Features
Msgr John Broadbent
4 April 2011
I noted in my account of the life of St Valentine in last month’s Wel-com that so many of the first to third century accounts of saints’ martyrdoms were added to in the sixth to eighth centuries by monks with little credibility because of their lack of research materials. Most historians however agree on the authenticity of the Acts of Ss Perpetua and Felicitas which were written by St Perpetua herself.
About 203 in Carthage in North Africa under the Roman Emperor Severus, five catechumens were arrested. Perpetua was 22 at the time and suckling her baby while the slave, Felicity, was pregnant. Perpetua’s father, of whom she was the favourite child, was an old man and a pagan. He repeatedly tried to persuade her against becoming a Christian but each time she stood up to him.
In the following days the five were baptised, ‘The Spirit bidding me make no other petition after the rite than for bodily endurance’.
A few days later they were in prison and subject to ‘rough treatment’ from the soldiers. The heat generated by the crowds was ‘terrible’ and Perpetua was ‘tormented with anxiety’ for her baby. ‘Then Tertius and Pomponius, those blessed deacons who ministered to us, paid for us to be removed for a few hours to a better part of the prison…and I suckled my baby, who was faint for want of food’…
Perpetua was then allowed to keep her baby with her.
When her father tried again to change her mind, ‘I comforted him, saying, “It shall happen as God shall choose, for assuredly we be not in our own power but in the power of God”. And he departed full of grief.’
On another occasion they were summoned to the marketplace where a vast crowd had formed.
We were placed on a platform before the judge, who was Hilarion, procurator of the province. The rest who were questioned before me, confessed their faith. When it came to my turn, my father appeared with my baby and, drawing me down from the step, besought me and said, “Have pity on your child”. Hilarion, joined with my father and said, “Spare your father’s white hairs; spare the tender years of your child; offer a sacrifice for the prosperity of the emperors”. I replied “no”.
“Are you a Christian?” asked Hilarion, and I answered, “Yes, I am.”
As my father attempted to draw me from my resolution, Hilarion commanded that he should be beaten off and was struck with a rod. This I felt as much as if I myself had been struck so greatly did I grieve to see my father thus treated in his old age. Then the judge passed sentence on us all and condemned us to the wild beasts and joyfully we returned to our prison.
Perpetua begged her father to return her baby but he refused to send him.
‘And God so ordered it that the child no longer required to suckle, nor did the milk in my breasts distress me.’
An eyewitness continues
The rest of the Acts were added by another hand – apparently that of an eyewitness.
‘Felicitas feared she might not suffer with them, because pregnant women were not allowed to be punished. All joined in prayer on her behalf and she gave birth to a daughter in the prison whom one of their fellow Christians adopted…Puden, their gaoler, “who now believed” did all he could for them.’

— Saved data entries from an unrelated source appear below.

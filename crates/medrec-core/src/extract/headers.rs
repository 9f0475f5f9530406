use std::collections::BTreeSet;
use std::sync::LazyLock;

use medrec_model::DEFAULT_HEADER;
use medrec_standards::CompiledPatterns;
use regex::Regex;

const PATIENT_INSTRUCTIONS: &str = "Patient Instructions";

/// "given patient instructions" refers to instructions, not a section header.
static GIVEN_INSTRUCTIONS_REGEX: LazyLock<Regex> = LazyLock::new(|| {
    Regex::new(r"(?i)\bgiven\s+patient instructions\b")
        .expect("Invalid given-instructions regex")
});

/// Literal trigger of the default label.
static DEFAULT_HEADER_TRIGGER: LazyLock<Regex> = LazyLock::new(|| {
    Regex::new(r"(?i)\bPROGRESS NOTES\b").expect("Invalid progress notes regex")
});

/// Labels of every pattern matching `text`, after the exclusion and
/// dilution rules. May be empty.
pub(crate) fn detect_headers(text: &str, patterns: &CompiledPatterns) -> BTreeSet<String> {
    let instructions_given = GIVEN_INSTRUCTIONS_REGEX.is_match(text);
    let mut found = BTreeSet::new();
    for pattern in patterns.iter() {
        if instructions_given && pattern.label == PATIENT_INSTRUCTIONS {
            continue;
        }
        if pattern.regex.is_match(text) {
            found.insert(pattern.label.clone());
        }
    }
    if found.len() > 1 && found.contains(DEFAULT_HEADER) && !DEFAULT_HEADER_TRIGGER.is_match(text)
    {
        found.remove(DEFAULT_HEADER);
    }
    found
}
//! CLI argument definitions for `medrec`.

use std::path::PathBuf;

use clap::{Args, Parser, Subcommand, ValueEnum};
use clap_verbosity_flag::{Verbosity, WarnLevel};
use colorchoice_clap::Color;
use medrec_model::ClusterOrder;
use medrec_output::DEFAULT_OUTPUT_CSV;

#[derive(Parser)]
#[command(
    name = "medrec",
    version,
    about = "Split scanned medical records into documents and index them",
    long_about = "Group the pages of a scanned medical record into source documents \
                  and extract per-page metadata (date of service, provider, patient, \
                  document type) into a 13-column import CSV."
)]
pub struct Cli {
    #[command(subcommand)]
    pub command: Command,

    /// Adjust log verbosity (-v for info, -vv for debug, -q for errors only).
    #[command(flatten)]
    pub verbosity: Verbosity<WarnLevel>,

    /// Control ANSI color output (auto, always, never).
    #[command(flatten)]
    pub color: Color,

    /// Explicit log level (overrides -v/-q flags).
    #[arg(long = "log-level", value_enum, global = true)]
    pub log_level: Option<LogLevelArg>,

    /// Log output format (pretty for human, json for machine parsing).
    #[arg(
        long = "log-format",
        value_enum,
        default_value = "pretty",
        global = true
    )]
    pub log_format: LogFormatArg,

    /// Write logs to a file instead of stderr.
    #[arg(long = "log-file", value_name = "PATH", global = true)]
    pub log_file: Option<PathBuf>,

    /// Allow page text and patient identifiers in log output.
    #[arg(long = "log-data", global = true)]
    pub log_data: bool,
}

#[derive(Subcommand)]
pub enum Command {
    /// Cluster a document's pages and write the record CSV.
    Process(ProcessArgs),

    /// Inspect or edit the stored header patterns.
    Patterns(PatternsArgs),

    /// List header labels and their category codes.
    Categories(CategoriesArgs),

    /// Check a record CSV's category codes against its headers.
    Evaluate(EvaluateArgs),
}

#[derive(Args)]
pub struct ProcessArgs {
    /// Page JSON file, or a directory of numbered `.txt` page files.
    #[arg(value_name = "INPUT")]
    pub input: PathBuf,

    /// Precomputed page embeddings (JSON array of vectors, one per page in
    /// input order). Without it a local hashing embedder is used.
    #[arg(long = "embeddings", value_name = "PATH")]
    pub embeddings: Option<PathBuf>,

    /// Record CSV destination.
    #[arg(long = "output", value_name = "PATH", default_value = DEFAULT_OUTPUT_CSV)]
    pub output: PathBuf,

    /// Also write a JSON run report to this path.
    #[arg(long = "report", value_name = "PATH")]
    pub report: Option<PathBuf>,

    /// Pipeline configuration (TOML).
    #[arg(long = "config", value_name = "PATH")]
    pub config: Option<PathBuf>,

    #[command(flatten)]
    pub patterns: PatternFileArg,

    /// DBSCAN neighbourhood radius in cosine distance.
    #[arg(long = "eps")]
    pub eps: Option<f32>,

    /// DBSCAN core point threshold (the point itself counts).
    #[arg(long = "min-samples")]
    pub min_samples: Option<usize>,

    /// Largest page gap bridged when merging clusters with shared headers.
    #[arg(long = "max-page-gap")]
    pub max_page_gap: Option<u32>,

    /// Largest page gap over which patient, date and provider are inherited.
    #[arg(long = "max-inherit-gap")]
    pub max_inherit_gap: Option<u32>,

    /// Order in which clusters are visited while building rows.
    #[arg(long = "cluster-order", value_enum)]
    pub cluster_order: Option<ClusterOrderArg>,

    /// Run the pipeline and print the summary without writing files.
    #[arg(long = "dry-run")]
    pub dry_run: bool,
}

#[derive(Args)]
pub struct PatternFileArg {
    /// Header pattern store (default: $MEDREC_HEADER_PATTERNS or
    /// config/header_patterns.json).
    #[arg(long = "patterns", value_name = "PATH", global = true)]
    pub path: Option<PathBuf>,
}

#[derive(Args)]
pub struct PatternsArgs {
    #[command(subcommand)]
    pub action: PatternsCommand,

    #[command(flatten)]
    pub patterns: PatternFileArg,
}

#[derive(Subcommand)]
pub enum PatternsCommand {
    /// Show the active patterns in match order.
    List,

    /// Validate and append a pattern.
    Add {
        /// Regular expression matched against page text.
        regex: String,
        /// Header label emitted on a match.
        label: String,
    },

    /// Remove the pattern at a zero-based index.
    Delete {
        index: usize,
    },
}

#[derive(Args)]
pub struct CategoriesArgs {
    /// Configuration whose `[categories]` overrides are applied.
    #[arg(long = "config", value_name = "PATH")]
    pub config: Option<PathBuf>,
}

#[derive(Args)]
pub struct EvaluateArgs {
    /// Record CSV to evaluate.
    #[arg(value_name = "CSV", default_value = DEFAULT_OUTPUT_CSV)]
    pub csv: PathBuf,

    /// Configuration whose `[categories]` overrides are applied.
    #[arg(long = "config", value_name = "PATH")]
    pub config: Option<PathBuf>,
}

#[derive(Clone, Copy, ValueEnum)]
pub enum ClusterOrderArg {
    LabelId,
    FirstPage,
}

impl From<ClusterOrderArg> for ClusterOrder {
    fn from(value: ClusterOrderArg) -> Self {
        match value {
            ClusterOrderArg::LabelId => ClusterOrder::LabelId,
            ClusterOrderArg::FirstPage => ClusterOrder::FirstPage,
        }
    }
}

/// CLI log level choices.
#[derive(Clone, Copy, ValueEnum)]
pub enum LogLevelArg {
    Error,
    Warn,
    Info,
    Debug,
    Trace,
}

/// CLI log format choices.
#[derive(Clone, Copy, ValueEnum)]
pub enum LogFormatArg {
    Pretty,
    Compact,
    Json,
}
//! Persisted outputs of a processing run: the record CSV consumed by the
//! document-management import and an optional JSON run report.

pub mod error;
pub mod records;
pub mod report;

pub use error::{OutputError, Result};
pub use records::{
    DEFAULT_OUTPUT_CSV, read_output_csv, read_rows, write_output_csv, write_rows,
};
pub use report::{
    REPORT_SCHEMA, REPORT_SCHEMA_VERSION, RunReport, SourceFingerprint, write_run_report_json,
};
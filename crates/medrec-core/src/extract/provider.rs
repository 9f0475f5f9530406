//! Provider detection.
//!
//! Every pattern is run over the whole page and every capture becomes a
//! candidate. The most frequent candidate wins; ties go to the candidate seen
//! first (pattern order, then position in the text).

use std::sync::LazyLock;

use regex::{Regex, RegexBuilder};

/// Upper bound on the words of a plausible provider name.
const MAX_NAME_WORDS: usize = 4;

const FACILITY_MARKER: &str = "ABC FACILITY";
const FACILITY_SUFFIX: &str = " - ABC Facility Name";

const NAME: &str = r"[A-Z][a-z]+(?:\s+[A-Z][a-z]+)*";
const DR_NAME: &str = r"[Dd][Rr]\.?\s*[A-Z][a-z]+(?:\s+[A-Z][a-z]+)*";

struct ProviderPattern {
    regex: Regex,
    /// The capture must be preceded and followed by whitespace or a text
    /// boundary (a bare "Dr. X" mention).
    standalone: bool,
}

static PROVIDER_PATTERNS: LazyLock<Vec<ProviderPattern>> = LazyLock::new(|| {
    let role = "(?:CONSULTANT|PROVIDER|PHYSICIAN|DOCTOR|DR)";
    let specs: Vec<(String, bool)> = vec![
        (format!(r"^{role}[:\s]*({DR_NAME})"), false),
        (format!(r"^{role}[:\s]*({NAME})"), false),
        (format!(r"Referral By\s*({DR_NAME})"), false),
        (format!(r"Ref\. By\s*({DR_NAME})"), false),
        (format!(r"Ordered By\s*({DR_NAME})"), false),
        (format!(r"(?:^|\s)(?:Dr\.?|DR\.?)\s*({NAME})"), true),
        (format!(r"Electronically signed by:\s*({NAME})"), false),
        (format!(r"Electronically signed by\s*({NAME})"), false),
        (format!(r"Ordering user:\s*({NAME})"), false),
        (format!(r"Authorized by:\s*({NAME})"), false),
        (format!(r"Acknowledged by:\s*({NAME})"), false),
        (format!(r"Provider\s*({NAME})"), false),
        (format!(r"ABC\s+({NAME})"), false),
        (format!(r"Filed by:\s*({NAME})"), false),
        (format!(r"Resulting lab:\s*({NAME})"), false),
        (format!(r"Edited by\s*({NAME})"), false),
    ];
    specs
        .into_iter()
        .map(|(pattern, standalone)| ProviderPattern {
            regex: RegexBuilder::new(&pattern)
                .case_insensitive(true)
                .multi_line(true)
                .build()
                .expect("Invalid provider regex"),
            standalone,
        })
        .collect()
});

static DR_TOKEN_REGEX: LazyLock<Regex> =
    LazyLock::new(|| Regex::new(r"(?i)\bdr\b\.?").expect("Invalid dr token regex"));

/// Resolves the provider named on a page, if any.
pub(crate) fn detect_provider(text: &str) -> Option<String> {
    let candidates = collect_candidates(text);
    let mut provider = most_frequent(&candidates)?.to_string();
    if text.contains(FACILITY_MARKER) {
        provider.push_str(FACILITY_SUFFIX);
    }
    Some(provider)
}

/// Every accepted capture, in scan order.
fn collect_candidates(text: &str) -> Vec<String> {
    let mut candidates = Vec::new();
    for pattern in PROVIDER_PATTERNS.iter() {
        let captures = if pattern.standalone {
            standalone_captures(&pattern.regex, text)
        } else {
            pattern
                .regex
                .captures_iter(text)
                .filter_map(|caps| caps.get(1))
                .map(|m| m.as_str())
                .collect()
        };
        for capture in captures {
            if let Some(name) = normalize_name(capture) {
                candidates.push(name);
            }
        }
    }
    candidates
}

fn normalize_name(raw: &str) -> Option<String> {
    let name = raw.trim();
    if name.is_empty() || name.split_whitespace().count() > MAX_NAME_WORDS {
        return None;
    }
    if name.starts_with("Dr.") || name.starts_with("Dr ") {
        return Some(name.to_string());
    }
    Some(DR_TOKEN_REGEX.replace_all(name, "Dr.").into_owned())
}

/// Highest count wins; on a tie the earliest candidate is kept.
fn most_frequent(candidates: &[String]) -> Option<&str> {
    let mut counts: Vec<(&str, usize)> = Vec::new();
    for candidate in candidates {
        match counts.iter_mut().find(|(name, _)| *name == candidate.as_str()) {
            Some((_, count)) => *count += 1,
            None => counts.push((candidate.as_str(), 1)),
        }
    }
    let mut best: Option<(&str, usize)> = None;
    for (name, count) in counts {
        if best.is_none_or(|(_, top)| count > top) {
            best = Some((name, count));
        }
    }
    best.map(|(name, _)| name)
}

/// Captures of a standalone pattern. A capture running into
/// non-whitespace is cut back to its last word that is followed by
/// whitespace, or dropped when no such word exists.
fn standalone_captures<'t>(regex: &Regex, text: &'t str) -> Vec<&'t str> {
    let mut found = Vec::new();
    let mut start = 0;
    while start <= text.len() {
        let Some(captures) = regex.captures_at(text, start) else {
            break;
        };
        let (Some(whole), Some(name)) = (captures.get(0), captures.get(1)) else {
            break;
        };
        match standalone_end(text, name.start(), name.end()) {
            Some(end) => {
                found.push(&text[name.start()..end]);
                start = end.max(whole.start() + 1);
            }
            None => {
                let step = text[whole.start()..]
                    .chars()
                    .next()
                    .map_or(1, char::len_utf8);
                start = whole.start() + step;
            }
        }
    }
    found
}

fn standalone_end(text: &str, start: usize, end: usize) -> Option<usize> {
    if followed_by_boundary(text, end) {
        return Some(end);
    }
    let name = &text[start..end];
    let mut last_word_end = None;
    let mut previous_was_space = true;
    for (offset, ch) in name.char_indices() {
        let is_space = ch.is_whitespace();
        if is_space && !previous_was_space {
            last_word_end = Some(start + offset);
        }
        previous_was_space = is_space;
    }
    last_word_end
}

fn followed_by_boundary(text: &str, position: usize) -> bool {
    text[position..].chars().next().is_none_or(char::is_whitespace)
}

#[cfg(test)]
mod tests {
    use super::*;

    #[test]
    fn bare_doctor_mention() {
        assert_eq!(
            detect_provider("Seen today by Dr. Smith for follow up").as_deref(),
            Some("Smith for follow up")
        );
    }

    #[test]
    fn bare_doctor_at_line_end() {
        assert_eq!(detect_provider("Attending: Dr. Jones\n").as_deref(), Some("Jones"));
    }

    #[test]
    fn punctuation_cuts_name_back_to_previous_word() {
        let text = "Note by Dr. Alan Smith, MD";
        let candidates = collect_candidates(text);
        assert!(candidates.contains(&"Alan".to_string()));
        assert!(!candidates.iter().any(|c| c.contains("Smith")));
    }

    #[test]
    fn role_line_keeps_doctor_prefix() {
        let text = "CONSULTANT: Dr. Rao";
        let candidates = collect_candidates(text);
        assert_eq!(candidates.first().map(String::as_str), Some("Dr. Rao"));
    }

    #[test]
    fn lowercase_dr_is_normalized() {
        assert_eq!(normalize_name("dr Rao").as_deref(), Some("Dr. Rao"));
        assert_eq!(normalize_name("DR. Rao").as_deref(), Some("Dr. Rao"));
        assert_eq!(normalize_name("Dr. Rao").as_deref(), Some("Dr. Rao"));
    }

    #[test]
    fn long_captures_are_rejected() {
        assert_eq!(normalize_name("One Two Three Four Five"), None);
        assert_eq!(
            normalize_name("One Two Three Four").as_deref(),
            Some("One Two Three Four")
        );
    }

    #[test]
    fn frequency_vote_with_first_seen_tie_break() {
        let names = |items: &[&str]| items.iter().map(|s| s.to_string()).collect::<Vec<_>>();
        assert_eq!(most_frequent(&names(&["A", "B", "B"])), Some("B"));
        assert_eq!(most_frequent(&names(&["A", "B", "A", "B"])), Some("A"));
        assert_eq!(most_frequent(&names(&["B", "A"])), Some("B"));
        assert_eq!(most_frequent(&[]), None);
    }

    #[test]
    fn facility_marker_appends_suffix() {
        let provider = detect_provider("Electronically signed by: Kumar, 01/02/2024\nABC FACILITY");
        assert_eq!(provider.as_deref(), Some("Kumar - ABC Facility Name"));
    }

    #[test]
    fn no_provider_found() {
        assert_eq!(detect_provider("12/01/2024 123 456"), None);
    }
}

The day before the games, they were given the usual last meal, called ‘the free feast’ which was eaten in public but the martyrs strove to make of it an ‘Agape’, a love feast, and to those who crowded around them they spoke of the judgements of God and the joy of their own sufferings. Their courage astonished the pagans and caused the conversion of many.
The day of their triumph, having arrived, the martyrs set forth from the prison as though they were on the way to heaven. Perpetua with Felicitas walked behind the men ‘Rejoicing to come from the midwife to the gladiator, to wash after her travail in a second baptism’. At the gates of the amphitheatre, the guards tried to force the Christians to dress in pagan priestly robes. Perpetua led their vehement refusal.
As they were led past the balcony of Heraclius, the men threatened him and the crowd with the judgement of God. Perpetua sang psalms. They were killed by bears, leopards and wild boars. Saturus, one of the martyrs, before being eaten by a leopard, turned to Puden, the supportive gaoler already thinking of becoming a Christian, took his ring from Puden’s finger soaked it in his blood and returned it urging him to be baptised.
Perpetua and Felicitas were exposed to a savage cow. Perpetua was tossed first and fell on her back but got up to help Felicitas and they stood side by side for another attack; but the mob shouted that this was enough and they were led to freedom.
Yet the mob were fickle and, as the prisoners were led back again, they gave each other the kiss of peace. They were killed by the gladiators, Perpetua guiding to her own throat the sword of her nervous executioner who had failed to kill her at the first stroke, so that she shrieked out in pain.
‘Perhaps so great a woman could not else have been slain except she willed out,’ so concluded her scribe.
It is good for us to see how those first martyrs lived and died as we endure our own slower martyrdom as pilgrims to God.